▶ _TASK REQUIREMENTS_
Retype each line of the listing below, word for word.

▶ _RECORDS_
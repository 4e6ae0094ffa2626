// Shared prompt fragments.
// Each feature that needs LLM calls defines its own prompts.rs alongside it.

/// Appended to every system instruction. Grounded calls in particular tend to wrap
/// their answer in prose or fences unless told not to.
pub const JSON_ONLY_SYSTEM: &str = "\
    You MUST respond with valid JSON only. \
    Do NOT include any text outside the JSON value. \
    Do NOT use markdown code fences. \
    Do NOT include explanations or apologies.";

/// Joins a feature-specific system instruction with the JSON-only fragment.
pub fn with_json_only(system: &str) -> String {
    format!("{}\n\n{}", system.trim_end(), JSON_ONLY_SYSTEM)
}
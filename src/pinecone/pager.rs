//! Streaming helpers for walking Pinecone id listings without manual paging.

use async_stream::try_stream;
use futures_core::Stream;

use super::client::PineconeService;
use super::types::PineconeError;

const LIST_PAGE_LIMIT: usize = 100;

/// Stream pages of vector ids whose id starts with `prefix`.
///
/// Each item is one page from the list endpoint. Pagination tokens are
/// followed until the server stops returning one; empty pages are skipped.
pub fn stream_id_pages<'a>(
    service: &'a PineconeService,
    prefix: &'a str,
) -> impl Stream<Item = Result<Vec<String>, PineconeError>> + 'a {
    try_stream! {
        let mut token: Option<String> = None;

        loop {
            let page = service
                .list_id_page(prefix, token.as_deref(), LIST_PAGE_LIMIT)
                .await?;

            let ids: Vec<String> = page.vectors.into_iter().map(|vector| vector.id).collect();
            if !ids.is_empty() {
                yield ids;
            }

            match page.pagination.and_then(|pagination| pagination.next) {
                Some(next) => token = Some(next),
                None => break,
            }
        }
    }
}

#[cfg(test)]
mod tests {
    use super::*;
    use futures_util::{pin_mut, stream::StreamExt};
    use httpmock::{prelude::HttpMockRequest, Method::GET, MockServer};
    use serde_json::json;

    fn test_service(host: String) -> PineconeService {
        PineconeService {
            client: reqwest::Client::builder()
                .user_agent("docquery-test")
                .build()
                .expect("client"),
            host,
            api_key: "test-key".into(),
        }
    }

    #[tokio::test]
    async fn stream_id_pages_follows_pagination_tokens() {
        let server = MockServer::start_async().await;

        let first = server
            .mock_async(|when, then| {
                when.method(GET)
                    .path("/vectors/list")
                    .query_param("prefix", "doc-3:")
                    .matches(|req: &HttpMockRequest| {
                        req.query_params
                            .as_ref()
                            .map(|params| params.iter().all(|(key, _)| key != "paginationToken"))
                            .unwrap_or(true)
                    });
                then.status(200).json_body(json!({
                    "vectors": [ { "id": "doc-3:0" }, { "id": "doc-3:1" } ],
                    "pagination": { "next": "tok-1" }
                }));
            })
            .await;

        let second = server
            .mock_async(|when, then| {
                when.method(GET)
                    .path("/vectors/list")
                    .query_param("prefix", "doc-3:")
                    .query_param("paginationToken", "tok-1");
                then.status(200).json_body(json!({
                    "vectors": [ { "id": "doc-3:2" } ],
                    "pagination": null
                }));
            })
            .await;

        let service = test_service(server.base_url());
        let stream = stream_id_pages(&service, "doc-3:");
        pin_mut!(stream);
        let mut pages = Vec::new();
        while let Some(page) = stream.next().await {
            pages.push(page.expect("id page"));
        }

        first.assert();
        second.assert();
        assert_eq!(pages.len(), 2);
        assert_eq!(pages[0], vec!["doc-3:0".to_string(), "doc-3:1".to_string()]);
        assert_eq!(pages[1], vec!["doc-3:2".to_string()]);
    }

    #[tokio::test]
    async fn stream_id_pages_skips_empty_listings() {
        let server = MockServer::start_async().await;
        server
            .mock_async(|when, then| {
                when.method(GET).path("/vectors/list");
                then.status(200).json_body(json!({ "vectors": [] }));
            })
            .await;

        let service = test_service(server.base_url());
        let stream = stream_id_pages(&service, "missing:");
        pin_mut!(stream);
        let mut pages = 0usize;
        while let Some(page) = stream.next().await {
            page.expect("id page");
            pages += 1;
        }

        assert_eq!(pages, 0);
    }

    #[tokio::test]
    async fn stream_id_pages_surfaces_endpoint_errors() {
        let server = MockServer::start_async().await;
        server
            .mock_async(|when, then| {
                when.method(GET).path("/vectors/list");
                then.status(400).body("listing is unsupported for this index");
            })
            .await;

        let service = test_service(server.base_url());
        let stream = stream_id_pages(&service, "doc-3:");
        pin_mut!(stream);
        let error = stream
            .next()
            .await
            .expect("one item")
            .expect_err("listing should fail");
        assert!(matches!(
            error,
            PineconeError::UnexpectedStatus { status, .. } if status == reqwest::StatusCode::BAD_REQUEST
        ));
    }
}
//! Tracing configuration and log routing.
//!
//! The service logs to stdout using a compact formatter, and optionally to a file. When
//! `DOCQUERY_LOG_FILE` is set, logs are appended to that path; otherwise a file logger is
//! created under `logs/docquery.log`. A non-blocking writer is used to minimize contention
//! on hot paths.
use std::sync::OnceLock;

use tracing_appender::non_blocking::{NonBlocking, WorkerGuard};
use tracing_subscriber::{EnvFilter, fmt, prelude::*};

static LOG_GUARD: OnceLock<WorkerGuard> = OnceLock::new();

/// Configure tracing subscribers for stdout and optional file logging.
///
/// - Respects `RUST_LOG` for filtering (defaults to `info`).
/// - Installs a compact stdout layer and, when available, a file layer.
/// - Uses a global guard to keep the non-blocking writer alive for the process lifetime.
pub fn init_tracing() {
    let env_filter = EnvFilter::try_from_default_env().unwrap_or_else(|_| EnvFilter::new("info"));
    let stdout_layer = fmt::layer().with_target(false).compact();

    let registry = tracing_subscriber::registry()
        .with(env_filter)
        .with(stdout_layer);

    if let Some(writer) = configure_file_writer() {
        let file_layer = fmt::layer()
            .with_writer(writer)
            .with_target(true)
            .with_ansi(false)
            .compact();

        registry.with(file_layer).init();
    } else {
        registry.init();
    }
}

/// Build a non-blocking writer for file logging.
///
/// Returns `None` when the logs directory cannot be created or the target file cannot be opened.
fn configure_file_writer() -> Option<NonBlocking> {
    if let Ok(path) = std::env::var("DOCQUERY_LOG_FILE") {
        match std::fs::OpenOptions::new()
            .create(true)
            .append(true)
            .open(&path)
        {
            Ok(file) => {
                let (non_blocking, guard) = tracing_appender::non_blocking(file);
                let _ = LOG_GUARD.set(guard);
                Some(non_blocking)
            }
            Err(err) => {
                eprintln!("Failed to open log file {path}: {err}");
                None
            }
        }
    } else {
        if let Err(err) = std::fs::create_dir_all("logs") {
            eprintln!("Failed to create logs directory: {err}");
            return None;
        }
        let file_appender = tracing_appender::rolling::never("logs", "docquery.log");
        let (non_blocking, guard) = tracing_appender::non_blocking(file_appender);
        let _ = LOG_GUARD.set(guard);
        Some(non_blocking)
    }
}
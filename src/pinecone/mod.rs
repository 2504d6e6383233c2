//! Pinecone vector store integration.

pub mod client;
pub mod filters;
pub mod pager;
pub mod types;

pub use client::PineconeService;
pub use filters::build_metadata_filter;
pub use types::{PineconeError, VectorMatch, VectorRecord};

▶ _OUTPUT OF THE TASK_
repository 4e6ae0094ffa2626
// Shared prompt fragments.
// Each feature that needs LLM calls defines its own prompts.rs alongside it.

/// Appended to every system instruction. Grounded calls in particular tend to wrap
/// their answer in prose or fences unless told not to.
pub const JSON_ONLY_SYSTEM: &str = "\
    You MUST respond with valid JSON only. \
    Do NOT include any text outside the JSON value. \
    Do NOT use markdown code fences. \
    Do NOT include explanations or apologies.";

/// Joins a feature-specific system instruction with the JSON-only fragment.
pub fn with_json_only(system: &str) -> String {
    format!("{}\n\n{}", system.trim_end(), JSON_ONLY_SYSTEM)
}
filename src/pinecone/pager.rs
//! Streaming helpers for walking Pinecone id listings without manual paging.

use async_stream::try_stream;
use futures_core::Stream;

use super::client::PineconeService;
use super::types::PineconeError;

const LIST_PAGE_LIMIT: usize = 100;

/// Stream pages of vector ids whose id starts with `prefix`.
///
/// Each item is one page from the list endpoint. Pagination tokens are
/// followed until the server stops returning one; empty pages are skipped.
pub fn stream_id_pages<'a>(
    service: &'a PineconeService,
    prefix: &'a str,
) -> impl Stream<Item = Result<Vec<String>, PineconeError>> + 'a {
    try_stream! {
        let mut token: Option<String> = None;

        loop {
            let page = service
                .list_id_page(prefix, token.as_deref(), LIST_PAGE_LIMIT)
                .await?;

            let ids: Vec<String> = page.vectors.into_iter().map(|vector| vector.id).collect();
            if !ids.is_empty() {
                yield ids;
            }

            match page.pagination.and_then(|pagination| pagination.next) {
                Some(next) => token = Some(next),
                None => break,
            }
        }
    }
}

#[cfg(test)]
mod tests {
    use super::*;
    use futures_util::{pin_mut, stream::StreamExt};
    use httpmock::{prelude::HttpMockRequest, Method::GET, MockServer};
    use serde_json::json;

    fn test_service(host: String) -> PineconeService {
        PineconeService {
            client: reqwest::Client::builder()
                .user_agent("docquery-test")
                .build()
                .expect("client"),
            host,
            api_key: "test-key".into(),
        }
    }

    #[tokio::test]
    async fn stream_id_pages_follows_pagination_tokens() {
        let server = MockServer::start_async().await;

        let first = server
            .mock_async(|when, then| {
                when.method(GET)
                    .path("/vectors/list")
                    .query_param("prefix", "doc-3:")
                    .matches(|req: &HttpMockRequest| {
                        req.query_params
                            .as_ref()
                            .map(|params| params.iter().all(|(key, _)| key != "paginationToken"))
                            .unwrap_or(true)
                    });
                then.status(200).json_body(json!({
                    "vectors": [ { "id": "doc-3:0" }, { "id": "doc-3:1" } ],
                    "pagination": { "next": "tok-1" }
                }));
            })
            .await;

        let second = server
            .mock_async(|when, then| {
                when.method(GET)
                    .path("/vectors/list")
                    .query_param("prefix", "doc-3:")
                    .query_param("paginationToken", "tok-1");
                then.status(200).json_body(json!({
                    "vectors": [ { "id": "doc-3:2" } ],
                    "pagination": null
                }));
            })
            .await;

        let service = test_service(server.base_url());
        let stream = stream_id_pages(&service, "doc-3:");
        pin_mut!(stream);
        let mut pages = Vec::new();
        while let Some(page) = stream.next().await {
            pages.push(page.expect("id page"));
        }

        first.assert();
        second.assert();
        assert_eq!(pages.len(), 2);
        assert_eq!(pages[0], vec!["doc-3:0".to_string(), "doc-3:1".to_string()]);
        assert_eq!(pages[1], vec!["doc-3:2".to_string()]);
    }

    #[tokio::test]
    async fn stream_id_pages_skips_empty_listings() {
        let server = MockServer::start_async().await;
        server
            .mock_async(|when, then| {
                when.method(GET).path("/vectors/list");
                then.status(200).json_body(json!({ "vectors": [] }));
            })
            .await;

        let service = test_service(server.base_url());
        let stream = stream_id_pages(&service, "missing:");
        pin_mut!(stream);
        let mut pages = 0usize;
        while let Some(page) = stream.next().await {
            page.expect("id page");
            pages += 1;
        }

        assert_eq!(pages, 0);
    }

    #[tokio::test]
    async fn stream_id_pages_surfaces_endpoint_errors() {
        let server = MockServer::start_async().await;
        server
            .mock_async(|when, then| {
                when.method(GET).path("/vectors/list");
                then.status(400).body("listing is unsupported for this index");
            })
            .await;

        let service = test_service(server.base_url());
        let stream = stream_id_pages(&service, "doc-3:");
        pin_mut!(stream);
        let error = stream
            .next()
            .await
            .expect("one item")
            .expect_err("listing should fail");
        assert!(matches!(
            error,
            PineconeError::UnexpectedStatus { status, .. } if status == reqwest::StatusCode::BAD_REQUEST
        ));
    }
}
//! Tracing configuration and log routing.
//!
//! The service logs to stdout using a compact formatter, and optionally to a file. When
//! `DOCQUERY_LOG_FILE` is set, logs are appended to that path; otherwise a file logger is
//! created under `logs/docquery.log`. A non-blocking writer is used to minimize contention
//! on hot paths.
use std::sync::OnceLock;

use tracing_appender::non_blocking::{NonBlocking, WorkerGuard};
use tracing_subscriber::{EnvFilter, fmt, prelude::*};

static LOG_GUARD: OnceLock<WorkerGuard> = OnceLock::new();

/// Configure tracing subscribers for stdout and optional file logging.
///
/// - Respects `RUST_LOG` for filtering (defaults to `info`).
/// - Installs a compact stdout layer and, when available, a file layer.
/// - Uses a global guard to keep the non-blocking writer alive for the process lifetime.
pub fn init_tracing() {
    let env_filter = EnvFilter::try_from_default_env().unwrap_or_else(|_| EnvFilter::new("info"));
    let stdout_layer = fmt::layer().with_target(false).compact();

    let registry = tracing_subscriber::registry()
        .with(env_filter)
        .with(stdout_layer);

    if let Some(writer) = configure_file_writer() {
        let file_layer = fmt::layer()
            .with_writer(writer)
            .with_target(true)
            .with_ansi(false)
            .compact();

        registry.with(file_layer).init();
    } else {
        registry.init();
    }
}

/// Build a non-blocking writer for file logging.
///
/// Returns `None` when the logs directory cannot be created or the target file cannot be opened.
fn configure_file_writer() -> Option<NonBlocking> {
    if let Ok(path) = std::env::var("DOCQUERY_LOG_FILE") {
        match std::fs::OpenOptions::new()
            .create(true)
            .append(true)
            .open(&path)
        {
            Ok(file) => {
                let (non_blocking, guard) = tracing_appender::non_blocking(file);
                let _ = LOG_GUARD.set(guard);
                Some(non_blocking)
            }
            Err(err) => {
                eprintln!("Failed to open log file {path}: {err}");
                None
            }
        }
    } else {
        if let Err(err) = std::fs::create_dir_all("logs") {
            eprintln!("Failed to create logs directory: {err}");
            return None;
        }
        let file_appender = tracing_appender::rolling::never("logs", "docquery.log");
        let (non_blocking, guard) = tracing_appender::non_blocking(file_appender);
        let _ = LOG_GUARD.set(guard);
        Some(non_blocking)
    }
}
filename src/pinecone/mod.rs
repository 2504d6e6383233c2
//! Pinecone vector store integration.

pub mod client;
pub mod filters;
pub mod pager;
pub mod types;

pub use client::PineconeService;
pub use filters::build_metadata_filter;
pub use types::{PineconeError, VectorMatch, VectorRecord};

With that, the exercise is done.